ABSTRACT
An unmet need for psychiatric neuroimaging is a standard developmental frame of reference to benchmark
studies of neurodevelopmental conditions such as schizophrenia the psychosis spectrum (PS). Using a
modelling approach that has proven successful for non-imaging growth charts in clinical pediatrics, and in our
preliminary work that was focused on a limited set of global brain MRI features, we propose to leverage data
from our multi-site Brain Chart Consortium to produce computational charts of brain maturation for a far richer
set of brain morphological features across anatomical scales. Our Consortium aims to be the largest and most
inclusive possible, with preliminary data covering the entire lifespan, over 130,000 MRI scans, over 100,000
individuals and over 300 MR scanners.
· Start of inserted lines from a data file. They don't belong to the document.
//! Vendor form encoding.
//!
//! Outbound, the gateway expects what the reference kit produces: classic
//! `application/x-www-form-urlencoded` with `:` and `/` left literal, so
//! URLs inside values stay readable. Inbound, [`parse_strict`] accepts only
//! a narrow, unambiguous subset of the same grammar. Everything it rejects
//! is either a broken client or a tampered payload.

use std::collections::HashSet;

use percent_encoding::{percent_decode_str, utf8_percent_encode, AsciiSet, NON_ALPHANUMERIC};
use thiserror::Error;
use zeroize::{Zeroize, Zeroizing};

/// Bytes left unescaped: alphanumerics plus `_.-~:/`.
const FORM: &AsciiSet = &NON_ALPHANUMERIC
    .remove(b'_')
    .remove(b'.')
    .remove(b'-')
    .remove(b'~')
    .remove(b':')
    .remove(b'/');

// ---------------------------------------------------------------------------
// Encoding
// ---------------------------------------------------------------------------

/// Appends one encoded component to `out`. Spaces become `+`.
pub fn encode_component_into(out: &mut String, value: &str) {
    for (i, part) in value.split(' ').enumerate() {
        if i > 0 {
            out.push('+');
        }
        for chunk in utf8_percent_encode(part, FORM) {
            out.push_str(chunk);
        }
    }
}

/// Encodes one component.
pub fn encode_component(value: &str) -> String {
    let mut out = String::with_capacity(value.len());
    encode_component_into(&mut out, value);
    out
}

/// Joins `key=value` pairs with `&`, in the order given.
///
/// The output buffer is zeroizing since request plaintexts carry the
/// tranportal password.
pub fn encode_pairs<'a, I>(pairs: I) -> Zeroizing<String>
where
    I: IntoIterator<Item = (&'a str, &'a str)>,
{
    let mut out = Zeroizing::new(String::with_capacity(256));
    for (i, (key, value)) in pairs.into_iter().enumerate() {
        if i > 0 {
            out.push('&');
        }
        encode_component_into(&mut out, key);
        out.push('=');
        encode_component_into(&mut out, value);
    }
    out
}

// ---------------------------------------------------------------------------
// Strict parsing
// ---------------------------------------------------------------------------

/// Why a form payload was rejected. Values are never echoed back.
#[derive(Debug, Error, PartialEq, Eq)]
pub enum FormError {
    #[error("payload is empty")]
    Empty,

    #[error("byte 0x{byte:02x} at offset {offset} is not printable ASCII")]
    NonPrintable { offset: usize, byte: u8 },

    #[error("segment {segment} has no '='")]
    MissingSeparator { segment: usize },

    #[error("segment {segment} has an empty key")]
    EmptyKey { segment: usize },

    #[error("segment {segment} has a malformed percent escape")]
    BadEscape { segment: usize },

    #[error("segment {segment} does not decode to UTF-8")]
    NonUtf8 { segment: usize },

    #[error("segment {segment} decodes to a control character")]
    ControlCharacter { segment: usize },

    #[error("duplicate key {0:?}")]
    DuplicateKey(String),
}

/// Decoded key/value pairs in wire order, unique by key.
///
/// Values are wiped when the set is dropped.
#[derive(Default)]
pub struct FormFields {
    pairs: Vec<(String, String)>,
}

impl FormFields {
    /// Value for `key`, if present.
    pub fn get(&self, key: &str) -> Option<&str> {
        self.pairs
            .iter()
            .find(|(k, _)| k == key)
            .map(|(_, v)| v.as_str())
    }

    pub fn iter(&self) -> impl Iterator<Item = (&str, &str)> {
        self.pairs.iter().map(|(k, v)| (k.as_str(), v.as_str()))
    }

    pub fn len(&self) -> usize {
        self.pairs.len()
    }

    pub fn is_empty(&self) -> bool {
        self.pairs.is_empty()
    }
}

impl Drop for FormFields {
    fn drop(&mut self) {
        for (key, value) in self.pairs.iter_mut() {
            key.zeroize();
            value.zeroize();
        }
    }
}

impl std::fmt::Debug for FormFields {
    /// Keys only.
    fn fmt(&self, f: &mut std::fmt::Formatter<'_>) -> std::fmt::Result {
        f.debug_list().entries(self.pairs.iter().map(|(k, _)| k)).finish()
    }
}

fn decode_component(raw: &str, segment: usize) -> Result<String, FormError> {
    let bytes = raw.as_bytes();
    let mut i = 0;
    while i < bytes.len() {
        if bytes[i] == b'%' {
            let escape_ok = bytes.len() > i + 2
                && bytes[i + 1].is_ascii_hexdigit()
                && bytes[i + 2].is_ascii_hexdigit();
            if !escape_ok {
                return Err(FormError::BadEscape { segment });
            }
            i += 3;
        } else {
            i += 1;
        }
    }

    let spaced = raw.replace('+', " ");
    let decoded = percent_decode_str(&spaced)
        .decode_utf8()
        .map_err(|_| FormError::NonUtf8 { segment })?
        .into_owned();
    if decoded.chars().any(char::is_control) {
        return Err(FormError::ControlCharacter { segment });
    }
    Ok(decoded)
}

/// Parses a form payload, rejecting anything outside the strict subset:
///
/// - every byte is printable ASCII (`0x21..=0x7E`, so no raw spaces);
/// - `&`-separated segments, each `key=value` with a non-empty key;
/// - `%` always followed by two hex digits;
/// - decoded text is UTF-8 without control characters;
/// - no key appears twice.
pub fn parse_strict(input: &[u8]) -> Result<FormFields, FormError> {
    if input.is_empty() {
        return Err(FormError::Empty);
    }
    if let Some((offset, &byte)) = input
        .iter()
        .enumerate()
        .find(|(_, b)| !(0x21..=0x7E).contains(*b))
    {
        return Err(FormError::NonPrintable { offset, byte });
    }
    // Printable ASCII is valid UTF-8.
    let text = std::str::from_utf8(input).map_err(|_| FormError::NonUtf8 { segment: 0 })?;

    let mut fields = FormFields::default();
    let mut seen = HashSet::new();
    for (segment, part) in text.split('&').enumerate() {
        let (raw_key, raw_value) = part
            .split_once('=')
            .ok_or(FormError::MissingSeparator { segment })?;
        if raw_key.is_empty() {
            return Err(FormError::EmptyKey { segment });
        }
        let key = decode_component(raw_key, segment)?;
        let value = decode_component(raw_value, segment)?;
        if key.is_empty() {
            return Err(FormError::EmptyKey { segment });
        }
        if !seen.insert(key.clone()) {
            return Err(FormError::DuplicateKey(key));
        }
        fields.pairs.push((key, value));
    }
    Ok(fields)
}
Using advanced, fully-reproducible pipelines for quality control, image
processing and harmonization, multi-scale brain charts will define normative trends and milestones of growth
which can be used to benchmark a new individual brain scan, or group of scans, while controlling for study-
specific technical confounds. We will create and maintain an open resource to disseminate these charts for use
by other researchers. We will use brain charts to identify clusters of developmental imaging phenotypes – brain
profiles benchmarked by growth chart norms – with similarly-shaped maturational trajectories. Longitudinal
analysis of twin datasets will specifically delineate heritable brain profiles, which we hypothesize will show
genotype-by-age effects organized along the sensory-to-association (SA) axis of cortical maturation, in
developmental epochs where risk for PS is hypothesized to emerge (Aim 1). We will perform genome- and
transcriptome-wide association studies to identify brain profiles that are influenced by functionally active
genetic variants associated with risk for PS (Aim 2). We will perform brain profile subtyping of individuals with
PS diagnoses in our Consortium case-control studies (over 2000 MRIs), to characterize a PS subtype where
deviations are most prominent along the SA axis in association cortices that undergo prolonged maturation
through adolescence. Any individual’s chart-benchmarked brain profile, in a new study, can thus be
characterized with a loading score that quantifies similarity to this PS subtype, and we will evaluate the
association of the PS subtype loading score with the evolution of PS symptoms across multiple longitudinal
follow-up studies of PS conducted at the University of Pennsylvania (over 2200 longitudinal MRIs, 800
participants, 450 with PS, age 8-35) that will be pooled and harmonized for this proposal (Aim 3). This
proposal’s overarching goal is to create a practically useful brain chart resource and to demonstrate its
transformative potential for studies of brain development in PS. This work capitalizes on the PI and assembled
team’s expertise in psychiatric and developmental brain imaging, imaging-genetics and neuroinformatics.
Cumulatively, the proposed research will provide a substantial advance in our understanding of typical brain
development and altered neurodevelopment in PS.